Perhaps the most searing self-indictment of those who watch the onset of totalitarianism but do not protest because they remain convinced that only someone else will be its targets and its victims was offered in 1946 by German Protestant Pastor Martin Niemöller.
This week in the television studio of Russia’s Channel 1 such a moment came when confronted with the horror of openly expressed anti-Semitism, the participants in a discussion had the chance to make a choice between protesting the shadows of totalitarianism under Vladimir Putin or remaining silent out of the self-delusion that they at least are safe.
In a commentary for Grani.ru today entitled “Crystal Evening,” Vitaly Portnikov describes what happened. Leonid Yarmolnik walked out of the studio after another participant made an anti-Semitic slur about him, but the host ignored him and said he wanted both to remain.
Another participant, Iosif Kobzon, also of Jewish background, ignored the whole thing because, as the Kyiv commentator put it, he knows that “his status protects him from anti-Semitic attacks.” The problem, of course, is that many in Russia do not have the same advantage – and many more may not be in the future if such things are remain unchallenged.
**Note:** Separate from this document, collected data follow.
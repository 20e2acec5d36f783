//! Common validation utilities.

use validator::ValidationError;

lazy_static::lazy_static! {
    /// Conservative address pattern: a 1-256 char local part, `@`, a domain
    /// label, then one or more dot-prefixed labels of at most 26 chars.
    pub static ref EMAIL_REGEX: regex::Regex = regex::Regex::new(concat!(
        r"^[a-zA-Z0-9+._%\-]{1,256}",
        r"@",
        r"[a-zA-Z0-9][a-zA-Z0-9\-]{0,64}",
        r"(\.[a-zA-Z0-9][a-zA-Z0-9\-]{0,25})+$",
    ))
    .unwrap();
}

/// Longest address the `users.email` column stores.
pub const MAX_EMAIL_LENGTH: usize = 320;

/// Returns true when `email` is non-blank, at most [`MAX_EMAIL_LENGTH`] bytes
/// and fully matches [`EMAIL_REGEX`].
pub fn is_valid_email(email: &str) -> bool {
    !email.trim().is_empty() && email.len() <= MAX_EMAIL_LENGTH && EMAIL_REGEX.is_match(email)
}

/// Validates that a latitude value is within valid range (-90 to 90).
pub fn validate_latitude(lat: f64) -> Result<(), ValidationError> {
    if (-90.0..=90.0).contains(&lat) {
        Ok(())
    } else {
        let mut err = ValidationError::new("latitude_range");
        err.message = Some("Latitude must be between -90 and 90".into());
        Err(err)
    }
}

/// Validates that a longitude value is within valid range (-180 to 180).
pub fn validate_longitude(lon: f64) -> Result<(), ValidationError> {
    if (-180.0..=180.0).contains(&lon) {
        Ok(())
    } else {
        let mut err = ValidationError::new("longitude_range");
        err.message = Some("Longitude must be between -180 and 180".into());
        Err(err)
    }
}

#[cfg(test)]
mod tests {
    use super::*;

    #[test]
    fn test_valid_emails() {
        assert!(is_valid_email("peter.parker@example.com"));
        assert!(is_valid_email("john+tag@mail.example.org"));
        assert!(is_valid_email("a_b%c-d@sub-domain.co"));
    }

    #[test]
    fn test_invalid_emails() {
        assert!(!is_valid_email(""));
        assert!(!is_valid_email("   "));
        assert!(!is_valid_email("@example"));
        assert!(!is_valid_email("not-an-email"));
        assert!(!is_valid_email("peter@example"));
        assert!(!is_valid_email("peter parker@example.com"));
        assert!(!is_valid_email("peter@-example.com"));
    }

    #[test]
    fn test_email_pattern_is_anchored() {
        assert!(!is_valid_email("peter@example.com trailing"));
        assert!(!is_valid_email("<peter@example.com>"));
    }

    #[test]
    fn test_email_label_length_limit() {
        let label = "a".repeat(26);
        assert!(is_valid_email(&format!("x@example.{}", label)));
        let label = "a".repeat(27);
        assert!(!is_valid_email(&format!("x@example.{}", label)));
    }

    #[test]
    fn test_email_total_length_limit() {
        // Pattern-valid at any length; the column bound decides
        let local = "a".repeat(64);
        let domain = vec!["b".repeat(20); 14].join(".");
        let long = format!("{}@{}", local, domain);
        assert!(long.len() > MAX_EMAIL_LENGTH);
        assert!(EMAIL_REGEX.is_match(&long));
        assert!(!is_valid_email(&long));

        let label = "y".repeat(25);
        let exact = format!("{}@example.{}.{}.com", "a".repeat(256), label, label);
        assert_eq!(exact.len(), MAX_EMAIL_LENGTH);
        assert!(is_valid_email(&exact));
        assert!(!is_valid_email(&format!("{}x", exact)));
    }

    #[test]
    fn test_validate_latitude() {
        assert!(validate_latitude(0.0).is_ok());
        assert!(validate_latitude(90.0).is_ok());
        assert!(validate_latitude(-90.0).is_ok());
        assert!(validate_latitude(90.1).is_err());
        assert!(validate_latitude(-90.1).is_err());
    }

    #[test]
    fn test_validate_latitude_error_message() {
        let err = validate_latitude(100.0).unwrap_err();
        assert_eq!(
            err.message.unwrap().to_string(),
            "Latitude must be between -90 and 90"
        );
    }

    #[test]
    fn test_validate_longitude() {
        assert!(validate_longitude(0.0).is_ok());
        assert!(validate_longitude(180.0).is_ok());
        assert!(validate_longitude(-180.0).is_ok());
        assert!(validate_longitude(180.1).is_err());
        assert!(validate_longitude(-180.1).is_err());
    }
}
Observing all this is very instructive, Portnikov says. “At the time of the Third Reich, there wasn’t any television, and no one could broadcast ‘Kristallnacht’ live, but now there is television and it impartially registers the degeneration of the nation,” a trend that has reached the point that people fight about whether to kill animals but not against hatred toward human groups.
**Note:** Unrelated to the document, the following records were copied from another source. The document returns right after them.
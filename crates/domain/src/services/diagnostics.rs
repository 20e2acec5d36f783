//! Operation log injected into the workflows.
//!
//! Workflows report what happened to a call through this collaborator instead
//! of reaching for a global logger, so tests can observe it directly.

use std::fmt;

use super::store::StoreError;

pub trait OperationLog: Send + Sync {
    /// A mutation was persisted.
    fn succeeded(&self, operation: &'static str, id: i64);

    /// The call ended in a typed business failure.
    fn rejected(&self, operation: &'static str, reason: &dyn fmt::Display);

    /// Storage failed while writing `record`; the error is about to be
    /// returned to the caller.
    fn failed(&self, operation: &'static str, record: &dyn fmt::Debug, error: &StoreError);
}

/// Forwards operation events to `tracing`.
#[derive(Debug, Clone, Copy)]
pub struct TracingOperationLog {
    component: &'static str,
}

impl TracingOperationLog {
    pub fn new(component: &'static str) -> Self {
        Self { component }
    }
}

impl OperationLog for TracingOperationLog {
    fn succeeded(&self, operation: &'static str, id: i64) {
        tracing::info!(
            component = self.component,
            operation = operation,
            id = id,
            "Operation completed"
        );
    }

    fn rejected(&self, operation: &'static str, reason: &dyn fmt::Display) {
        tracing::warn!(
            component = self.component,
            operation = operation,
            reason = %reason,
            "Operation rejected"
        );
    }

    fn failed(&self, operation: &'static str, record: &dyn fmt::Debug, error: &StoreError) {
        tracing::error!(
            component = self.component,
            operation = operation,
            record = ?record,
            error = %error,
            "Operation failed"
        );
    }
}
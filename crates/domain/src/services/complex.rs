//! Complex workflow: name and location uniqueness, then persist.

use serde::Serialize;
use std::fmt;
use std::sync::Arc;

use super::diagnostics::OperationLog;
use super::outcome::Outcome;
use super::store::{ComplexStore, LocationStore, StoreError};
use crate::models::{Complex, ComplexRecord, CreateComplexRequest};

const CREATE_COMPLEX: &str = "create_complex";
const UPDATE_COMPLEX: &str = "update_complex";
const DELETE_COMPLEX: &str = "delete_complex";

/// Typed failures of the complex mutations.
#[derive(Debug, Clone, Copy, PartialEq, Eq, Serialize)]
#[serde(rename_all = "SCREAMING_SNAKE_CASE")]
pub enum ComplexFailure {
    NameConflict,
    LocationConflict,
    NotFound,
}

impl ComplexFailure {
    pub fn as_str(&self) -> &'static str {
        match self {
            ComplexFailure::NameConflict => "NAME_CONFLICT",
            ComplexFailure::LocationConflict => "LOCATION_CONFLICT",
            ComplexFailure::NotFound => "NOT_FOUND",
        }
    }
}

impl fmt::Display for ComplexFailure {
    fn fmt(&self, f: &mut fmt::Formatter<'_>) -> fmt::Result {
        f.write_str(self.as_str())
    }
}

pub struct ComplexWorkflow {
    complexes: Arc<dyn ComplexStore>,
    locations: Arc<dyn LocationStore>,
    log: Arc<dyn OperationLog>,
}

impl ComplexWorkflow {
    pub fn new(
        complexes: Arc<dyn ComplexStore>,
        locations: Arc<dyn LocationStore>,
        log: Arc<dyn OperationLog>,
    ) -> Self {
        Self {
            complexes,
            locations,
            log,
        }
    }

    /// All complexes; an empty store is an empty list.
    pub async fn list_complexes(&self) -> Result<Vec<Complex>, StoreError> {
        self.complexes.find_all().await
    }

    /// Checks, in order: name uniqueness, then location uniqueness.
    pub async fn create_complex(
        &self,
        request: CreateComplexRequest,
    ) -> Result<Outcome<Complex, ComplexFailure>, StoreError> {
        if let Some(failure) = self.check_uniqueness(&request).await? {
            return Ok(self.reject(CREATE_COMPLEX, failure));
        }

        let complex = self.save(CREATE_COMPLEX, request.into()).await?;
        self.log.succeeded(CREATE_COMPLEX, complex.id);
        Ok(Outcome::Success(complex))
    }

    /// Checks, in order: existence, name uniqueness, location uniqueness.
    /// Neither uniqueness check exempts the complex's own current values.
    pub async fn update_complex(
        &self,
        id: i64,
        request: CreateComplexRequest,
    ) -> Result<Outcome<Complex, ComplexFailure>, StoreError> {
        let Some(existing) = self.complexes.find_by_id(id).await? else {
            return Ok(self.reject(UPDATE_COMPLEX, ComplexFailure::NotFound));
        };

        if let Some(failure) = self.check_uniqueness(&request).await? {
            return Ok(self.reject(UPDATE_COMPLEX, failure));
        }

        let record = ComplexRecord::from(existing).replace_with(request);
        let complex = self.save(UPDATE_COMPLEX, record).await?;
        self.log.succeeded(UPDATE_COMPLEX, complex.id);
        Ok(Outcome::Success(complex))
    }

    /// Removes the complex with its location and fields.
    pub async fn delete_complex(&self, id: i64) -> Result<Outcome<bool, ComplexFailure>, StoreError> {
        let Some(existing) = self.complexes.find_by_id(id).await? else {
            return Ok(self.reject(DELETE_COMPLEX, ComplexFailure::NotFound));
        };

        if let Err(err) = self.complexes.delete(&existing).await {
            self.log.failed(DELETE_COMPLEX, &existing, &err);
            return Err(err);
        }

        self.log.succeeded(DELETE_COMPLEX, existing.id);
        Ok(Outcome::Success(true))
    }

    async fn check_uniqueness(
        &self,
        request: &CreateComplexRequest,
    ) -> Result<Option<ComplexFailure>, StoreError> {
        if self.complexes.exists_by_name(&request.name).await? {
            return Ok(Some(ComplexFailure::NameConflict));
        }
        let location = &request.location;
        if self
            .locations
            .exists_by_latitude_and_longitude(location.latitude, location.longitude)
            .await?
        {
            return Ok(Some(ComplexFailure::LocationConflict));
        }
        Ok(None)
    }

    fn reject<T>(
        &self,
        operation: &'static str,
        failure: ComplexFailure,
    ) -> Outcome<T, ComplexFailure> {
        self.log.rejected(operation, &failure);
        Outcome::Failure(failure)
    }

    async fn save(
        &self,
        operation: &'static str,
        record: ComplexRecord,
    ) -> Result<Complex, StoreError> {
        match self.complexes.save(record.clone()).await {
            Ok(complex) => Ok(complex),
            Err(err) => {
                self.log.failed(operation, &record, &err);
                Err(err)
            }
        }
    }
}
“In this studio,” he continues, “there wasn’t to be found a single person, not a single one who in general understood what Yarmolnik was talking about when he called for expelling the man who slandered him — or if one wants to be completely honest, someone who understood and approved.”
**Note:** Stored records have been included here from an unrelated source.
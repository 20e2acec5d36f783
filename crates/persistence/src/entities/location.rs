//! Complex location entity (database row mapping).

use sqlx::FromRow;

/// Database row mapping for the complex_locations table.
#[derive(Debug, Clone, FromRow)]
pub struct LocationEntity {
    pub id: i64,
    pub latitude: f64,
    pub longitude: f64,
}

impl From<LocationEntity> for domain::models::Location {
    fn from(entity: LocationEntity) -> Self {
        Self {
            id: entity.id,
            latitude: entity.latitude,
            longitude: entity.longitude,
        }
    }
}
Even Yarmolnik’s reaction was “also completely within the logic of a resident of the Third Reich.” He subsequently explained that “anti-Semitism didn’t concern him much because all his life he has lived in this country and is a Russian artist.” He simply could not stand the idea that anti-Semitism was being expressed so baldly and openly.
Kobzon in contrast did not demonstrate even that level of civilization, Portnikov says. But Yarmolnik has a background that is also instructive on this point. Not long ago, he spoke in justification of the annexation of Crimea and the war in the Donbas by making reference to the “bestial behavior of Ukrainians” he experienced as “a Muscovite… during his Lviv childhood.”
Since the time of his declarations about Ukraine, Yarmolnik has had to tell himself that “anti-Semitism does not have anything to do with him as a Russian artist.” That may be understandable psychologically for those who want to maintain “the illusion of comfort and security.” But history suggests that it is a dangerous self-deception.
“In the Third Reich,” Portnikov points out, “many successful and confident in themselves and in the right of their country to ‘Lebensraum, also sincerely believed that anti-Semitism didn’t concern them – and subsequently died in the same gas chambers and barracks” with the millions of others.
Yarmolnik “certainly does not now understand that having supported the occupation of Crimea and the Donbas and converting his own state into a parody of Hitler’s, he himself has opened the doors” to something potentially equally awful and that “no one is left” to close those doors behind him.
The Russian artist does have one great advantage that the Jews of Hitler’s Germany did not, Portnikov concludes, Israel exists and if things continue as they are, that country will take him in without asking questions “about his political views, his subservience, his love for Putin, and his participation in the formation of a new Reich. They will simply take him in.”